(Collected data)
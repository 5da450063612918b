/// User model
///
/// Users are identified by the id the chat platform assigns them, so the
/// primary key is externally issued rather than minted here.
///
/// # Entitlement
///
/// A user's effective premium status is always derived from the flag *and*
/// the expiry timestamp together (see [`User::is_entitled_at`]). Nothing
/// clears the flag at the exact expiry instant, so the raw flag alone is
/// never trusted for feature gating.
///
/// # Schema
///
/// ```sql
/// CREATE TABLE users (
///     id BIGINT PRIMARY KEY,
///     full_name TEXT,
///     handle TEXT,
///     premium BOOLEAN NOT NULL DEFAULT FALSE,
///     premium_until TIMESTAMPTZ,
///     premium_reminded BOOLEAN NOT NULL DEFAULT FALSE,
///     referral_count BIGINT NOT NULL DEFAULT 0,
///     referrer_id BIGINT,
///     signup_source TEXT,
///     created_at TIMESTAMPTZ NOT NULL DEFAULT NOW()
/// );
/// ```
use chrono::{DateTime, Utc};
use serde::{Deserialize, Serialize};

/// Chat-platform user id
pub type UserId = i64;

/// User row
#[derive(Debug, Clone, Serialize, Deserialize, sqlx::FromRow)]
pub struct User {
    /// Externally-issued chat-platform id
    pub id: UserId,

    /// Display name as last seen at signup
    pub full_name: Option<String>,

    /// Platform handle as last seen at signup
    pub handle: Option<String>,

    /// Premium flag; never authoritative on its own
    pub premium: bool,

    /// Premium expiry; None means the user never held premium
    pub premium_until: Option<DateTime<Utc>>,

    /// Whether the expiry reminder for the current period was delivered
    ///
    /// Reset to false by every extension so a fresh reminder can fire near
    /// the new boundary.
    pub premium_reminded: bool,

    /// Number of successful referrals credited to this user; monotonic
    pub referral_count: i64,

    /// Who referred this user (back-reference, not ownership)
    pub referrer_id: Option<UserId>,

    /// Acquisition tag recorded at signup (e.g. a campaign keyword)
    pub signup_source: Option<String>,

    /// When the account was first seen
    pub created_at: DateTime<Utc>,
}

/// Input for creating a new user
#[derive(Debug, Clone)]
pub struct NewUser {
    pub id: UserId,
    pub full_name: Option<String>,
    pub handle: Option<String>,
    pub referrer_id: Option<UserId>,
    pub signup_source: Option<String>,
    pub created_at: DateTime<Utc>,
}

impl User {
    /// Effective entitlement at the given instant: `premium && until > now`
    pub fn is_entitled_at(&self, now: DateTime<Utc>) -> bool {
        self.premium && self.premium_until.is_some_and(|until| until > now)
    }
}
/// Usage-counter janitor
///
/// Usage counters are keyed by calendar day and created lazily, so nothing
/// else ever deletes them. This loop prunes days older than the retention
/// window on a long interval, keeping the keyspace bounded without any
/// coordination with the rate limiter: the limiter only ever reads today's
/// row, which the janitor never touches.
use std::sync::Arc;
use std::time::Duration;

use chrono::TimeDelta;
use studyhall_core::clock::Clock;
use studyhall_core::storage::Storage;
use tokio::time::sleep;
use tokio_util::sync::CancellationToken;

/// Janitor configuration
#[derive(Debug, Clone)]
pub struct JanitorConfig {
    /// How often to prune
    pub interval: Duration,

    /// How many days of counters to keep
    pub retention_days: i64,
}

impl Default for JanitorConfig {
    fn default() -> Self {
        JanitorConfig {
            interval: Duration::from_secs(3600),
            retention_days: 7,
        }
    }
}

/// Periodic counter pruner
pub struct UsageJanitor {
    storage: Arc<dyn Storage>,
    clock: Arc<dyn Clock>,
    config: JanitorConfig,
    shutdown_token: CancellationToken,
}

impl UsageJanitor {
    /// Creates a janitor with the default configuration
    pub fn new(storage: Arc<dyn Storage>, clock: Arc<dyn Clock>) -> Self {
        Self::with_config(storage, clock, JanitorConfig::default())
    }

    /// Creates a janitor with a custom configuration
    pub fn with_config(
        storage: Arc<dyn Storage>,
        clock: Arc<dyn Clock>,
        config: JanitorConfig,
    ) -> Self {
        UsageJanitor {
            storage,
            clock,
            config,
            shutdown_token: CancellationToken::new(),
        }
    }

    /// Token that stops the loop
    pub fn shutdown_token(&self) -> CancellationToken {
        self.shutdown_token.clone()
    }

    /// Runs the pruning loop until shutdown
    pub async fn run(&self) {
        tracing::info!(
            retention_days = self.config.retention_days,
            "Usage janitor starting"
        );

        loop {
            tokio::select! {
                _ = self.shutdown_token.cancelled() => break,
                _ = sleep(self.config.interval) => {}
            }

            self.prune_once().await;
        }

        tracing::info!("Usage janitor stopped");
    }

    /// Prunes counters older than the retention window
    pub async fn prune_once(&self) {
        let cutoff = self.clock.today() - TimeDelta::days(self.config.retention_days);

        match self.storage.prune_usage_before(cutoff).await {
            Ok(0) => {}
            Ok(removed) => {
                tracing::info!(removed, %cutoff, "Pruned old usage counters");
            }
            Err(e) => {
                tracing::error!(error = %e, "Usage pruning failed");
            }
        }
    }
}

§ TASK INSTRUCTIONS: Write out an exact copy of every record shown above.

§ ANSWER BOX:
repository 5da450063612918b
/// User model
///
/// Users are identified by the id the chat platform assigns them, so the
/// primary key is externally issued rather than minted here.
///
/// # Entitlement
///
/// A user's effective premium status is always derived from the flag *and*
/// the expiry timestamp together (see [`User::is_entitled_at`]). Nothing
/// clears the flag at the exact expiry instant, so the raw flag alone is
/// never trusted for feature gating.
///
/// # Schema
///
/// ```sql
/// CREATE TABLE users (
///     id BIGINT PRIMARY KEY,
///     full_name TEXT,
///     handle TEXT,
///     premium BOOLEAN NOT NULL DEFAULT FALSE,
///     premium_until TIMESTAMPTZ,
///     premium_reminded BOOLEAN NOT NULL DEFAULT FALSE,
///     referral_count BIGINT NOT NULL DEFAULT 0,
///     referrer_id BIGINT,
///     signup_source TEXT,
///     created_at TIMESTAMPTZ NOT NULL DEFAULT NOW()
/// );
/// ```
use chrono::{DateTime, Utc};
use serde::{Deserialize, Serialize};

/// Chat-platform user id
pub type UserId = i64;

/// User row
#[derive(Debug, Clone, Serialize, Deserialize, sqlx::FromRow)]
pub struct User {
    /// Externally-issued chat-platform id
    pub id: UserId,

    /// Display name as last seen at signup
    pub full_name: Option<String>,

    /// Platform handle as last seen at signup
    pub handle: Option<String>,

    /// Premium flag; never authoritative on its own
    pub premium: bool,

    /// Premium expiry; None means the user never held premium
    pub premium_until: Option<DateTime<Utc>>,

    /// Whether the expiry reminder for the current period was delivered
    ///
    /// Reset to false by every extension so a fresh reminder can fire near
    /// the new boundary.
    pub premium_reminded: bool,

    /// Number of successful referrals credited to this user; monotonic
    pub referral_count: i64,

    /// Who referred this user (back-reference, not ownership)
    pub referrer_id: Option<UserId>,

    /// Acquisition tag recorded at signup (e.g. a campaign keyword)
    pub signup_source: Option<String>,

    /// When the account was first seen
    pub created_at: DateTime<Utc>,
}

/// Input for creating a new user
#[derive(Debug, Clone)]
pub struct NewUser {
    pub id: UserId,
    pub full_name: Option<String>,
    pub handle: Option<String>,
    pub referrer_id: Option<UserId>,
    pub signup_source: Option<String>,
    pub created_at: DateTime<Utc>,
}

impl User {
    /// Effective entitlement at the given instant: `premium && until > now`
    pub fn is_entitled_at(&self, now: DateTime<Utc>) -> bool {
        self.premium && self.premium_until.is_some_and(|until| until > now)
    }
}
/// Usage-counter janitor
///
/// Usage counters are keyed by calendar day and created lazily, so nothing
/// else ever deletes them. This loop prunes days older than the retention
/// window on a long interval, keeping the keyspace bounded without any
/// coordination with the rate limiter: the limiter only ever reads today's
/// row, which the janitor never touches.
use std::sync::Arc;
use std::time::Duration;

use chrono::TimeDelta;
use studyhall_core::clock::Clock;
use studyhall_core::storage::Storage;
use tokio::time::sleep;
use tokio_util::sync::CancellationToken;

/// Janitor configuration
#[derive(Debug, Clone)]
pub struct JanitorConfig {
    /// How often to prune
    pub interval: Duration,

    /// How many days of counters to keep
    pub retention_days: i64,
}

impl Default for JanitorConfig {
    fn default() -> Self {
        JanitorConfig {
            interval: Duration::from_secs(3600),
            retention_days: 7,
        }
    }
}

/// Periodic counter pruner
pub struct UsageJanitor {
    storage: Arc<dyn Storage>,
    clock: Arc<dyn Clock>,
    config: JanitorConfig,
    shutdown_token: CancellationToken,
}

impl UsageJanitor {
    /// Creates a janitor with the default configuration
    pub fn new(storage: Arc<dyn Storage>, clock: Arc<dyn Clock>) -> Self {
        Self::with_config(storage, clock, JanitorConfig::default())
    }

    /// Creates a janitor with a custom configuration
    pub fn with_config(
        storage: Arc<dyn Storage>,
        clock: Arc<dyn Clock>,
        config: JanitorConfig,
    ) -> Self {
        UsageJanitor {
            storage,
            clock,
            config,
            shutdown_token: CancellationToken::new(),
        }
    }

    /// Token that stops the loop
    pub fn shutdown_token(&self) -> CancellationToken {
        self.shutdown_token.clone()
    }

    /// Runs the pruning loop until shutdown
    pub async fn run(&self) {
        tracing::info!(
            retention_days = self.config.retention_days,
            "Usage janitor starting"
        );

        loop {
            tokio::select! {
                _ = self.shutdown_token.cancelled() => break,
                _ = sleep(self.config.interval) => {}
            }

            self.prune_once().await;
        }

        tracing::info!("Usage janitor stopped");
    }

    /// Prunes counters older than the retention window
    pub async fn prune_once(&self) {
        let cutoff = self.clock.today() - TimeDelta::days(self.config.retention_days);

        match self.storage.prune_usage_before(cutoff).await {
            Ok(0) => {}
            Ok(removed) => {
                tracing::info!(removed, %cutoff, "Pruned old usage counters");
            }
            Err(e) => {
                tracing::error!(error = %e, "Usage pruning failed");
            }
        }
    }
}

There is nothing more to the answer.